#### Records provided:
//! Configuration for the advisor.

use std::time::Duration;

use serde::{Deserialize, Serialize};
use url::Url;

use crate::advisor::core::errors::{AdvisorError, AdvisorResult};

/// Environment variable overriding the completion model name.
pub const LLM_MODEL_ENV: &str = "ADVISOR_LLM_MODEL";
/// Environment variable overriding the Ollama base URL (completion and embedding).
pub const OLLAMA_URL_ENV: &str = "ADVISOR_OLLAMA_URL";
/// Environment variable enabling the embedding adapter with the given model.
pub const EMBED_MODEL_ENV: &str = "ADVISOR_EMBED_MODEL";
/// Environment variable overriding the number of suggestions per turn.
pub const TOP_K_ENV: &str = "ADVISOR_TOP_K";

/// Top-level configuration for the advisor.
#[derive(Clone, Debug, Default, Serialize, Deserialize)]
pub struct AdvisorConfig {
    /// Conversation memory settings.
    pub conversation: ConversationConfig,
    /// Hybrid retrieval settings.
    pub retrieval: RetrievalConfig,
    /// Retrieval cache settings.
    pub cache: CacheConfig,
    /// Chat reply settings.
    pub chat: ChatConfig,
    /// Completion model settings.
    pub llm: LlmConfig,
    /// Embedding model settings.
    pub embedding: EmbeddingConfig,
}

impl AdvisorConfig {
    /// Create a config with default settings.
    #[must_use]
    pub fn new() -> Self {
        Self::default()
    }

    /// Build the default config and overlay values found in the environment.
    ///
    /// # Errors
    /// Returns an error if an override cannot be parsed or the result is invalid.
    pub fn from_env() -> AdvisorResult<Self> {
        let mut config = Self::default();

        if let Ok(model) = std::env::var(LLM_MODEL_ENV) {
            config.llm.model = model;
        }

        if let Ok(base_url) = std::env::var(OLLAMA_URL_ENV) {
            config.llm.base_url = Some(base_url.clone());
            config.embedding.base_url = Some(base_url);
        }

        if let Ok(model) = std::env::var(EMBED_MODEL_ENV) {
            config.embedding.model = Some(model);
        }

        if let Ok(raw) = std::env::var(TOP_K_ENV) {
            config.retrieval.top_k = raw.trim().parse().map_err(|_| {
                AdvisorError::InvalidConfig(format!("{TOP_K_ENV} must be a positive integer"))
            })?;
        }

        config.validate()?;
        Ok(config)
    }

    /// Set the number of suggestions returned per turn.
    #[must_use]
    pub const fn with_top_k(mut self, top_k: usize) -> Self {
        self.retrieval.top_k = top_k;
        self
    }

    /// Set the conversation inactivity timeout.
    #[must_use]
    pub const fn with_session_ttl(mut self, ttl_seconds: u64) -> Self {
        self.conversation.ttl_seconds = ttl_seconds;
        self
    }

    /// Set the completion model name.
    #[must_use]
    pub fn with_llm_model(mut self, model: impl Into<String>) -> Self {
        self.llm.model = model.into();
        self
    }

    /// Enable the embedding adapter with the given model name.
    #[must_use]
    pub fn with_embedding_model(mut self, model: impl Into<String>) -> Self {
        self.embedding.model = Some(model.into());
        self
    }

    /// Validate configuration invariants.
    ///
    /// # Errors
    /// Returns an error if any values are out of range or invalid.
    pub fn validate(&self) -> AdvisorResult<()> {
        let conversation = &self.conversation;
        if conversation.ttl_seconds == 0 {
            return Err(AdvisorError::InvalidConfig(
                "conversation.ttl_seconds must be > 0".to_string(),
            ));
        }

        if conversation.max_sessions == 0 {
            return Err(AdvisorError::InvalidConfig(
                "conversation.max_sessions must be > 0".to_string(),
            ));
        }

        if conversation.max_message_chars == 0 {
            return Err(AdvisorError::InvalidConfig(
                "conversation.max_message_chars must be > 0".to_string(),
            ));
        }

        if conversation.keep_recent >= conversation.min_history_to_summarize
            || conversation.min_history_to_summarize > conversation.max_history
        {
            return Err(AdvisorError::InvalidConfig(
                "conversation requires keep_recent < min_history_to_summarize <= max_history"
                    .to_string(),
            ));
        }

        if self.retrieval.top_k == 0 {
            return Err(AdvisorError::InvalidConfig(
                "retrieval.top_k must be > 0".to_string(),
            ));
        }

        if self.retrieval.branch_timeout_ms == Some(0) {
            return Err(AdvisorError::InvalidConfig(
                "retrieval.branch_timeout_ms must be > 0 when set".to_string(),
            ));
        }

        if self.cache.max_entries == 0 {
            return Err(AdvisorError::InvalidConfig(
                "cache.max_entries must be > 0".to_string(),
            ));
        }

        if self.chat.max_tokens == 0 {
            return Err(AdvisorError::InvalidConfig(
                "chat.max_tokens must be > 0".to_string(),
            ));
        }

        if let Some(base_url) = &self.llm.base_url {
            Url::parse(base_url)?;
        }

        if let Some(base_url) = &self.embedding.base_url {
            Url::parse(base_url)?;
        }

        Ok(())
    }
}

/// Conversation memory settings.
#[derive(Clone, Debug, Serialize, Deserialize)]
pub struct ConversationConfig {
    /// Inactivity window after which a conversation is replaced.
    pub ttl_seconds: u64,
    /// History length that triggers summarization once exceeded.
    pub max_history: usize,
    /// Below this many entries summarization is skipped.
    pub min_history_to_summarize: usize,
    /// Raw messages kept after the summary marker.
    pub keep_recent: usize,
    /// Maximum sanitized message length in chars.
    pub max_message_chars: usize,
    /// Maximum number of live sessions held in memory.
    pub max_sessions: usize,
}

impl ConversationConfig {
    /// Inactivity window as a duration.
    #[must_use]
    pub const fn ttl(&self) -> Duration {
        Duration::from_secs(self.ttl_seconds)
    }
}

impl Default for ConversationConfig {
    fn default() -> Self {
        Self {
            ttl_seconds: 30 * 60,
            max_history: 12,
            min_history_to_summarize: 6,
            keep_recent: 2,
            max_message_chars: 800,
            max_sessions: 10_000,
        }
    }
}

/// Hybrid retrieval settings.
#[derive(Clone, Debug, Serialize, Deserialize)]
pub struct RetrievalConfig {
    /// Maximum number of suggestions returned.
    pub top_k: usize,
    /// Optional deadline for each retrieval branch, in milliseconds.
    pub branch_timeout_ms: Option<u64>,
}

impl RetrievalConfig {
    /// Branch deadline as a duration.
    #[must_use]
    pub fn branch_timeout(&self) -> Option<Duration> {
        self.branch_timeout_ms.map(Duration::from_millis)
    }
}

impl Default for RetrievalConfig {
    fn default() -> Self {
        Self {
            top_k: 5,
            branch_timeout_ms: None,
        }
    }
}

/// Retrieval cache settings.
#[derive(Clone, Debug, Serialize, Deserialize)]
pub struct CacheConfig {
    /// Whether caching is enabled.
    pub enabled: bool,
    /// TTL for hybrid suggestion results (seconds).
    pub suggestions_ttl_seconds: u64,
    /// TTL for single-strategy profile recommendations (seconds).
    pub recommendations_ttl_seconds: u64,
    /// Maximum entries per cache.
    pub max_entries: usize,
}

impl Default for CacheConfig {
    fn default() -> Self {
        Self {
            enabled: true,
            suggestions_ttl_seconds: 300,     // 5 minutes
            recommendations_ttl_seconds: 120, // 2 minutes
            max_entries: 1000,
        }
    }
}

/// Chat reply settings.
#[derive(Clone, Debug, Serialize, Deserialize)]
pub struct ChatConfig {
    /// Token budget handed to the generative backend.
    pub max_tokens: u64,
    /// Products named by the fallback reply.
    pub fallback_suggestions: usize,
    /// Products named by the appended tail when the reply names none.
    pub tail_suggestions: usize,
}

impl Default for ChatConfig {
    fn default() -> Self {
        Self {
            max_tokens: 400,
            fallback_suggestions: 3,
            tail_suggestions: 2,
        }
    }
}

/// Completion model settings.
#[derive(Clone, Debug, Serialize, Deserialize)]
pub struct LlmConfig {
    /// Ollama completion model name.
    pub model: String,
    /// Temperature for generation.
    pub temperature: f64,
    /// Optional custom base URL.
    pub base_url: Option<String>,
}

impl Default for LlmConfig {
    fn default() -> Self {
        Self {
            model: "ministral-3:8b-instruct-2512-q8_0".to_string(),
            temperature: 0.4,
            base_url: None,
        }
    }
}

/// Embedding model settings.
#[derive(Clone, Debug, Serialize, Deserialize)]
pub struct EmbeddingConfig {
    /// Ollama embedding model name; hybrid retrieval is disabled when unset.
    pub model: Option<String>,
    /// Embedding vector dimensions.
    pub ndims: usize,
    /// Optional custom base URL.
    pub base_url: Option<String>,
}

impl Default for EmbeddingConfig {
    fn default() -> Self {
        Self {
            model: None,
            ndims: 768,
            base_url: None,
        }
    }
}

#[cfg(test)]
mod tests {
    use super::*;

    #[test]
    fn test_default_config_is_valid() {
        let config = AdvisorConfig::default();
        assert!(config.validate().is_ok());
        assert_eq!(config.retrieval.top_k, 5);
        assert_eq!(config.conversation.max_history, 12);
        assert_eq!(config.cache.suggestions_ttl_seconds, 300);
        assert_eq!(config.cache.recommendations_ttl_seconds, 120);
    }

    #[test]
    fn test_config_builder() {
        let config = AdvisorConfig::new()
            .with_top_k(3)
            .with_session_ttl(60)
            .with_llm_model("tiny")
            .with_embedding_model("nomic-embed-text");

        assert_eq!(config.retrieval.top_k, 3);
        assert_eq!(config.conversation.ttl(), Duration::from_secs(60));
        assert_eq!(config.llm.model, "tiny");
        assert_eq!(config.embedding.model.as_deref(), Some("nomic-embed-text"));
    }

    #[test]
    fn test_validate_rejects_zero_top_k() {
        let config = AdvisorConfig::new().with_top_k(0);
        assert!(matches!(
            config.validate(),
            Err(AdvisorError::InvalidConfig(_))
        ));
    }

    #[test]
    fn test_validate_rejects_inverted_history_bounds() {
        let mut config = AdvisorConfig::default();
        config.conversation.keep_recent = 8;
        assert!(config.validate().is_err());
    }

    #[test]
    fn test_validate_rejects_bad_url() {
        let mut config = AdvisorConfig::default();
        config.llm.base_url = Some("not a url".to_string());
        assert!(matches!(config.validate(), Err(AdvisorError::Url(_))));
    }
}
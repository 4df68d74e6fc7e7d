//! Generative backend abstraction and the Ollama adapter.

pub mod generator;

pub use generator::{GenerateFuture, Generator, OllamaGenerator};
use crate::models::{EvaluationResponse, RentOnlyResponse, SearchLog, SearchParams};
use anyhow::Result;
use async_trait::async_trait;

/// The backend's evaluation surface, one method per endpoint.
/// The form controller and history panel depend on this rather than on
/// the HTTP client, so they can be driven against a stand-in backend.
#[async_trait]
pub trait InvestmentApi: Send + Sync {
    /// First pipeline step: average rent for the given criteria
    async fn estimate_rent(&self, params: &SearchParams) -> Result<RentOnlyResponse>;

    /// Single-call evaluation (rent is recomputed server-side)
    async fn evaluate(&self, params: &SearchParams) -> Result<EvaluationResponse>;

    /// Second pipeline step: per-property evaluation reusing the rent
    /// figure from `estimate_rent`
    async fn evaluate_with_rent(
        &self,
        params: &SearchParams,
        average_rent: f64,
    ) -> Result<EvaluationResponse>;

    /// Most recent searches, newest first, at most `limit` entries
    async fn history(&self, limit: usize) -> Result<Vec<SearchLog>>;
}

#### Exercise aim:
When a line above includes the word "number", please list that line.

#### Result:
/// Environment variable overriding the number of suggestions per turn.
    /// Set the number of suggestions returned per turn.
    /// Maximum number of live sessions held in memory.
    /// Maximum number of suggestions returned.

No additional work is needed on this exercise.